La mancata calendarizzazione sopracitata era da considerarsi come l’ammissione di un errore, il ddl non sarebbe mai stato discusso entro il 15 ottobre. In primo luogo perché considerato meno importante delle riforme attualmente in aula e in secondo luogo perché ancora lontano dall’unanime accordo della maggioranza sul suo testo.
Troppe concessioni agli omosessuali, perfino per uno scudiero fedele a Renzi come Angelino Alfano, che aveva minacciato dunque di votare contro spaccando la maggioranza. Le stesse reazioni si erano registrate inoltre tra le file della maggioranza di riserva: Forza Italia e Verdiniani avevano espresso senza troppo girarci intorno la loro ostilità al testo, e così, come si stava dicendo in precedenza, qualcosa è cambiato.
Da due giorni l’iter per la riforma delle unioni civili ha fatto registrare un’accelerazione degna di nota, tanto fulminea che il termine del 15 ottobre non sembra più inarrivabile. Da due giorni il testo della discordia non c’è più, è stato rimpiazzato.
La maggioranza per evitare defezioni al suo interno ha optato per un testo più “light”, come si vocifera tra gli ambienti dem, con grande soddisfazione anche dell’ala Pd più cattolica e intransigente.
Un nuovo testo gradito a tutto il blocco di maggioranza permetterà dunque alla riforma di essere votata senza intralciare minimamente il cammino del governo renziano, come assicurato da Verdini, che a Radio 24 si è già espresso favorevolmente al riguardo, promettendo di “votare le unioni civili“.
Ma cosa contiene il nuovo testo sulle unioni civili per avere d’un tratto ammorbidito anche le obiezioni dei cattolici più conservatori? O meglio, quali sono le differenze tra questo testo e il precedente?

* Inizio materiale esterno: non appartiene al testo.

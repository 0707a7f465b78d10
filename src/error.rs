//! Error taxonomy for the comfort pipeline.
//!
//! `StoreError` covers the persistence boundary; `IngestError` is what the
//! ingestion pipeline surfaces to callers. Notification failures are not
//! errors at all: delivery is fire-and-forget and only logged.

use thiserror::Error;
use uuid::Uuid;

// ---

/// Failures at the storage boundary.
#[derive(Debug, Error)]
pub enum StoreError {
    #[error("database error: {0}")]
    Database(#[from] sqlx::Error),

    /// A persisted row failed to decode into a domain record.
    #[error("corrupt record: {0}")]
    Decode(String),
}

/// Failures surfaced by the ingestion pipeline.
///
/// An `InvalidReading` or `RoomNotFound` reading was rejected before any
/// write; a `Persistence` failure means the whole reading is un-ingested and
/// safe to resubmit.
#[derive(Debug, Error)]
pub enum IngestError {
    #[error("room {0} not found")]
    RoomNotFound(Uuid),

    #[error("invalid reading: {0}")]
    InvalidReading(String),

    #[error("persistence failure: {0}")]
    Persistence(#[from] StoreError),
}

A ben vedere le modifiche apportate non sono numericamente consistenti, ma ben piazzate sui temi fondamentali.
Non si parla di matrimonio.
Innanzitutto ogni riferimento all’istituto del matrimonio è stato depennato, mettendo così in chiaro che il decreto tratta di “formazioni sociali“, classificabili nella grande orbita dell’art. 2 della Costituzione.
Come dichiarato da Giorgio Tonini, il dem portavoce dell’ala cattolica, questa piccola grande variazione linguistica annulla un’importante critica al testo: «Dicevano: voi state facendo i matrimoni. Abbiamo quindi chiarito la distinzione fra i due istituti».
Adozioni quasi impossibili.
La seconda grande novità è che l’adozione di un figlio per una coppia omosessuale sarà ancora illegale a meno di particolari congiunzioni astrali o irripetibili trame del destino.
Con il primo testo Cirinnà un partner avrebbe potuto “adottare anche il figlio adottivo dell’altro coniuge“, quando il ddl sulle unioni civili della maggioranza verrà votato invece si potrà adottare “soltanto il figlio naturale del partner“. Insomma, omosessuali di tutto il mondo, se volete un figlio cominciate a puntare un padre/una madre di famiglia, perché i suoi figli devono essere “naturali”.
Ciò che resta invariata è la parte sulla reversibilità delle pensioni delle coppie omosessuali, una ben magra consolazione considerando che il testo del provvedimeno potrebbe essere ulteriormente corretto fino a 24 mesi dalla data della sua approvazione per mezzo di decreti correttivi.